Faithfully ministering for God in a atmosphere where even many Christians wanted a political savior.
Andrew Camp had a rough start the day after the election. “Wednesday morning, I woke up sad,” Camp told Message.
Camp helped lead an Election Night service at Mountain Life Church in Park City, Utah. He is the church’s spiritual growth pastor. Mountain Life is, in Camp’s words, a “very typical white, evangelical church.” The congregation is fairly conservative, he added, but politics isn’t discussed much.
Evangelicals and Exit Polls
The exit polls, even more than the outcome, are what bothered Camp. According to Pew Research, 81 percent of white evangelicals voted for Donald Trump. No other racial-religious demographic group polled that high for one candidate. Pew also found that 88 percent of blacks voted for Hillary Clinton, but its research made no distinction between blacks who identify as Christians and those who don’t.
“We weren’t presented with great choices,” Camp said, a reference to the candidacies of Clinton and Trump. Camp especially didn’t like the divisive rhetoric Trump used on the campaign trail. He feels it didn’t reflect Christian values. “What is the true religion that God loves?” Camp asked rhetorically. “Care for the widows and the oppressed. Those words didn’t seem to rain from our new president-elect’s mouth.”
A Beautiful Evening?
All the more reason, perhaps, that it’s a good thing Camp had Mountain Life’s Election Night service to reflect on. He said it featured worshipful music and a communion service. “It was a beautiful evening,” Camp said. “The feedback was very positive.”
At least 350 churches across the nation hosted a service on Election Night, according to Jason Boone of the Peace and Justice Support Network of the Mennonite Mission Network (MMN). A small group of pastors, two of whom were Mennonite pastors, started the Election Night services in 2012. So MMN has become an unofficial coordinator and resource for many churches that want to have Election Night services.
Boone said that each service reflects the unique character of the churches that host them. There is no set format that churches are required to follow. But there is a common goal: to alleviate the unique pressures some may feel during elections.
“You’re being asked to get behind and make allegiance to candidates or political systems or causes,” Boone said. “Those pressures – which are probably around every day to a certain extent – they’re so magnified on Election Day that being able to walk into the church on that day takes on a special meaning.”
Overriding Spiritual Reality
Boone said that Election Night services strive to acknowledge the political realities in our nation while also embracing the spiritual reality that a Christian’s first allegiance is to Christ. Andrew Camp at Mountain Life agrees.

“We are Christ followers first,” Camp said. “We’re not defined by American politics.”
Camp points to Ephesians 2:14-22 as a good reference point for Christians trying to find the right balance between political ideology and spirituality in the aftermath of the election.
“For he is our peace, the one who made both groups into one and who destroyed the middle wall of partition, the hostility, when he nullified in his flesh the law of commandments in decrees. He did this to create in himself one new man out of two, thus making peace, and to reconcile them both in one body to God through the cross, by which the hostility has been killed.

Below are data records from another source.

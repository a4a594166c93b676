//! Path pattern compilation and matching.
//!
//! Patterns are plain paths whose segments are either literal text or a
//! `{name}` capture:
//!
//! - `/users/` matches exactly
//! - `/users/{id}/` captures one segment
//! - `/color/{r}/{g}/{b}` captures several
//!
//! Matching is purely structural: a URL matches when it has the same
//! segment shape and equal literal segments. Captured values are
//! extracted as strings with no semantic validation; callers strip the
//! querystring and fragment before matching.

use crate::error::PatternError;
use std::collections::HashMap;

/// Maximum allowed length for a pattern string in bytes.
const MAX_PATTERN_LENGTH: usize = 1024;

/// Maximum allowed number of path segments in a pattern.
const MAX_PATH_SEGMENTS: usize = 32;

/// Maximum allowed size for a compiled pattern regex in bytes.
const MAX_REGEX_SIZE: usize = 1 << 20; // 1 MiB

/// A compiled path pattern with named-parameter extraction.
#[derive(Debug, Clone)]
pub struct PathPattern {
	/// The original pattern string.
	pattern: String,
	/// Compiled regex.
	regex: regex::Regex,
	/// Capture names in the order they appear in the pattern.
	param_names: Vec<String>,
}

impl PathPattern {
	/// Compiles a pattern string.
	///
	/// # Errors
	///
	/// Returns [`PatternError`] if the pattern exceeds the length or
	/// segment limits, or compiles to an invalid regex.
	pub fn new(pattern: &str) -> Result<Self, PatternError> {
		if pattern.len() > MAX_PATTERN_LENGTH {
			return Err(PatternError::TooLong {
				len: pattern.len(),
				max: MAX_PATTERN_LENGTH,
			});
		}

		let segment_count = pattern.split('/').count();
		if segment_count > MAX_PATH_SEGMENTS {
			return Err(PatternError::TooManySegments {
				count: segment_count,
				max: MAX_PATH_SEGMENTS,
			});
		}

		let (regex_str, param_names) = Self::compile(pattern);

		let regex = regex::RegexBuilder::new(&regex_str)
			.size_limit(MAX_REGEX_SIZE)
			.build()
			.map_err(|e| PatternError::Regex(e.to_string()))?;

		Ok(Self {
			pattern: pattern.to_string(),
			regex,
			param_names,
		})
	}

	/// Compiles the pattern into a regex string, segment by segment.
	///
	/// A segment of the form `{name}` becomes a named capture matching
	/// anything except `/`; every other segment is matched literally.
	fn compile(pattern: &str) -> (String, Vec<String>) {
		let mut regex_str = String::from("^");
		let mut param_names = Vec::new();

		let mut first = true;
		for segment in pattern.split('/') {
			if !first {
				regex_str.push('/');
			}
			first = false;

			if let Some(name) = segment
				.strip_prefix('{')
				.and_then(|rest| rest.strip_suffix('}'))
			{
				regex_str.push_str(&format!("(?P<{}>[^/]+)", name));
				param_names.push(name.to_string());
			} else {
				regex_str.push_str(&regex::escape(segment));
			}
		}

		regex_str.push('$');
		(regex_str, param_names)
	}

	/// Returns the original pattern string.
	pub fn pattern(&self) -> &str {
		&self.pattern
	}

	/// Returns the capture names in pattern order.
	pub fn param_names(&self) -> &[String] {
		&self.param_names
	}

	/// Returns whether this pattern contains any captures.
	pub fn has_params(&self) -> bool {
		!self.param_names.is_empty()
	}

	/// Tests whether a URL matches this pattern.
	pub fn is_match(&self, url: &str) -> bool {
		self.regex.is_match(url)
	}

	/// Extracts named parameters from a matching URL.
	///
	/// Returns an empty map when the URL does not match; call
	/// [`is_match`](Self::is_match) first to distinguish a non-match
	/// from a parameterless match.
	pub fn extract(&self, url: &str) -> HashMap<String, String> {
		self.regex
			.captures(url)
			.map(|caps| {
				self.param_names
					.iter()
					.filter_map(|name| {
						caps.name(name)
							.map(|m| (name.clone(), m.as_str().to_string()))
					})
					.collect()
			})
			.unwrap_or_default()
	}

	/// Generates a URL from this pattern with the given parameters.
	///
	/// Returns `None` when a capture has no corresponding parameter.
	pub fn reverse(&self, params: &HashMap<String, String>) -> Option<String> {
		let mut result = self.pattern.clone();

		for name in &self.param_names {
			let value = params.get(name)?;
			let placeholder = format!("{{{}}}", name);
			result = result.replace(&placeholder, value);
		}

		Some(result)
	}
}

impl PartialEq for PathPattern {
	fn eq(&self, other: &Self) -> bool {
		self.pattern == other.pattern
	}
}

impl Eq for PathPattern {}

impl std::fmt::Display for PathPattern {
	fn fmt(&self, f: &mut std::fmt::Formatter<'_>) -> std::fmt::Result {
		write!(f, "{}", self.pattern)
	}
}

#[cfg(test)]
mod tests {
	use super::*;

	#[test]
	fn test_exact_pattern() {
		let pattern = PathPattern::new("/users/").unwrap();
		assert!(!pattern.has_params());
		assert!(pattern.is_match("/users/"));
		assert!(!pattern.is_match("/users/123/"));
		assert!(!pattern.is_match("/users"));
	}

	#[test]
	fn test_single_param() {
		let pattern = PathPattern::new("/users/{id}/").unwrap();
		assert!(pattern.has_params());
		assert!(pattern.is_match("/users/42/"));
		assert!(pattern.is_match("/users/abc/"));
		assert!(!pattern.is_match("/users/"));

		let params = pattern.extract("/users/42/");
		assert_eq!(params.get("id"), Some(&"42".to_string()));
	}

	#[test]
	fn test_multiple_params() {
		let pattern = PathPattern::new("/color/{r}/{g}/{b}").unwrap();
		let params = pattern.extract("/color/255/10/5");

		assert_eq!(params.get("r"), Some(&"255".to_string()));
		assert_eq!(params.get("g"), Some(&"10".to_string()));
		assert_eq!(params.get("b"), Some(&"5".to_string()));
		assert_eq!(pattern.param_names(), &["r", "g", "b"]);
	}

	#[test]
	fn test_param_excludes_separator() {
		let pattern = PathPattern::new("/posts/{slug}").unwrap();
		assert!(pattern.is_match("/posts/hello-world"));
		assert!(!pattern.is_match("/posts/a/b"));
	}

	#[test]
	fn test_matching_is_structural_only() {
		// Captured values carry no semantic meaning at match time
		let pattern = PathPattern::new("/color/{r}/{g}/{b}").unwrap();
		assert!(pattern.is_match("/color/300/10/-5"));
	}

	#[test]
	fn test_special_chars_escaped() {
		let pattern = PathPattern::new("/api/v1.0/").unwrap();
		assert!(pattern.is_match("/api/v1.0/"));
		assert!(!pattern.is_match("/api/v1X0/"));
	}

	#[test]
	fn test_reverse() {
		let pattern = PathPattern::new("/users/{id}/").unwrap();
		let mut params = HashMap::new();
		params.insert("id".to_string(), "42".to_string());

		assert_eq!(pattern.reverse(&params), Some("/users/42/".to_string()));
	}

	#[test]
	fn test_reverse_missing_param() {
		let pattern = PathPattern::new("/users/{id}/").unwrap();
		assert_eq!(pattern.reverse(&HashMap::new()), None);
	}

	#[test]
	fn test_extract_non_matching_is_empty() {
		let pattern = PathPattern::new("/users/{id}/").unwrap();
		assert!(pattern.extract("/posts/1/").is_empty());
	}

	#[test]
	fn test_pattern_rejects_excessive_length() {
		let long_pattern = "/".to_string() + &"a".repeat(1025);
		assert!(matches!(
			PathPattern::new(&long_pattern),
			Err(PatternError::TooLong { .. })
		));
	}

	#[test]
	fn test_pattern_rejects_excessive_segments() {
		let segments: Vec<&str> = (0..35).map(|_| "seg").collect();
		let pattern = format!("/{}/", segments.join("/"));
		assert!(matches!(
			PathPattern::new(&pattern),
			Err(PatternError::TooManySegments { .. })
		));
	}

	#[test]
	fn test_pattern_display_and_equality() {
		let p1 = PathPattern::new("/users/{id}/").unwrap();
		let p2 = PathPattern::new("/users/{id}/").unwrap();
		let p3 = PathPattern::new("/users/{uid}/").unwrap();

		assert_eq!(format!("{}", p1), "/users/{id}/");
		assert_eq!(p1, p2);
		assert_ne!(p1, p3);
	}
}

So then you are no longer foreigners and noncitizens, but you are fellow citizens with the saints and members of God’s household, because you have been built on the foundation of the apostles and prophets, with Christ Jesus himself as the cornerstone. In him the whole building, being joined together, grows into a holy temple in the Lord, in whom you also are being built together into a dwelling place of God in the Spirit.”

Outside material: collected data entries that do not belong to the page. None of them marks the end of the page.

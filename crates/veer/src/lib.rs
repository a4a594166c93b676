//! Animated client-side navigation engine.
//!
//! `veer` reconciles a logical current location against a declarative
//! table of route patterns, drives an animated transition between the
//! outgoing and incoming views, and keeps browser history and a bounded
//! visited-location log consistent with that transition, including
//! when navigations arrive before a previous transition has finished.
//!
//! The engine is deliberately abstract over its environment. View
//! rendering, the animation primitive, the History API, and persistent
//! storage are all collaborator traits:
//!
//! - [`HistorySync`]: reads the external location, pushes/replaces entries.
//! - [`ListStore`]: persisted lists backing the visited log.
//! - [`VisualHandle`] / [`EffectPlayback`]: surfaces effects play on.
//! - [`Scheduler`]: one-shot timers bounding declarative effects.
//!
//! Browser-backed implementations live in the `veer-dom` crate;
//! in-memory doubles live in [`testing`].
//!
//! # Example
//!
//! ```
//! use std::rc::Rc;
//! use veer::testing::{ManualScheduler, MemoryHistory, MemoryListStore};
//! use veer::{
//!     Effect, NavigateOptions, NavigationController, RouteSpec, RouterConfig, TransitionSpec,
//! };
//!
//! let scheduler = Rc::new(ManualScheduler::new());
//! let controller = NavigationController::new(
//!     Rc::new(MemoryHistory::at("/")),
//!     Rc::new(MemoryListStore::default()),
//!     Rc::clone(&scheduler) as Rc<dyn veer::Scheduler>,
//!     RouterConfig::default(),
//! );
//!
//! controller.register_group(
//!     &[
//!         RouteSpec::new("/"),
//!         RouteSpec::new("/users/{id}/"),
//!         RouteSpec::not_found("/notfound"),
//!     ],
//!     TransitionSpec {
//!         animation_in: Some(Effect::class("fade-in", 300)),
//!         animation_out: Some(Effect::class("fade-out", 300)),
//!         ..Default::default()
//!     },
//! );
//! controller.set_duration_fn(|_| 300);
//! controller.bootstrap();
//!
//! controller.navigate("/users/42/", NavigateOptions::user_link());
//! assert!(controller.is_transitioning());
//! scheduler.advance(300);
//! assert_eq!(controller.current_url(), "/users/42/");
//! ```

pub mod config;
pub mod controller;
pub mod effect;
pub mod error;
pub mod group;
pub mod history;
pub mod link;
pub mod pattern;
pub mod routes;
pub mod testing;
pub mod visited;

mod orchestrator;

pub use config::RouterConfig;
pub use controller::{
	DurationFn, NavigateOptions, NavigationController, TransitionContext, TransitionStart,
};
pub use effect::{
	Effect, EffectOptions, EffectPlayback, Keyframe, Scheduler, TimerId, VisualHandle,
};
pub use error::{PatternError, RouterError};
pub use group::{GroupId, TransitionSpec};
pub use history::{HistoryEntry, HistorySync, parse_current_url};
pub use link::{Link, LinkState};
pub use pattern::PathPattern;
pub use routes::{Resolution, RouteSpec, RouteTable, RewriteFn, strip_query_and_fragment};
pub use visited::{ListStore, VisitedLog};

When What We Want is a Political Savior
Camp also said that he was drawn to 1 Samuel 8, the passage in which Israel demands a king. It brought to mind questions that he believes Christians should reflect on in light of the election.
“How do we place our hope in the beauty and goodness of God’s kingdom over and against the hope of a political savior that may or may not have God’s kingdom’s interests at heart?” Camp asked. “How do I faithfully minister in a context where sometimes we want the political king and not our Messiah king? How do we train our people to look toward that over and against thinking that the Supreme Court can turn our nation around?”
Perhaps the lesson is that a divinely-centered peace can and should co-exist with a righteous passion for justice.
Camp’s morning-after reflections may seem at odds with Mountain Life’s Election Night service, which he described as quiet, unhurried and reflective. Perhaps the lesson is that a divinely-centered peace can and should co-exist with a righteous passion for justice. The same believer that finds refuge in an Election Night service certainly can go out the next day and look for a way to help those who have been historically disenfranchised.
“I think there is something inherently political about what happens when we gather and pledge our allegiance to Jesus,” Jason Boone added. “Jesus is going to go where there is pain and where there’s suffering, and where there are people marginalized.”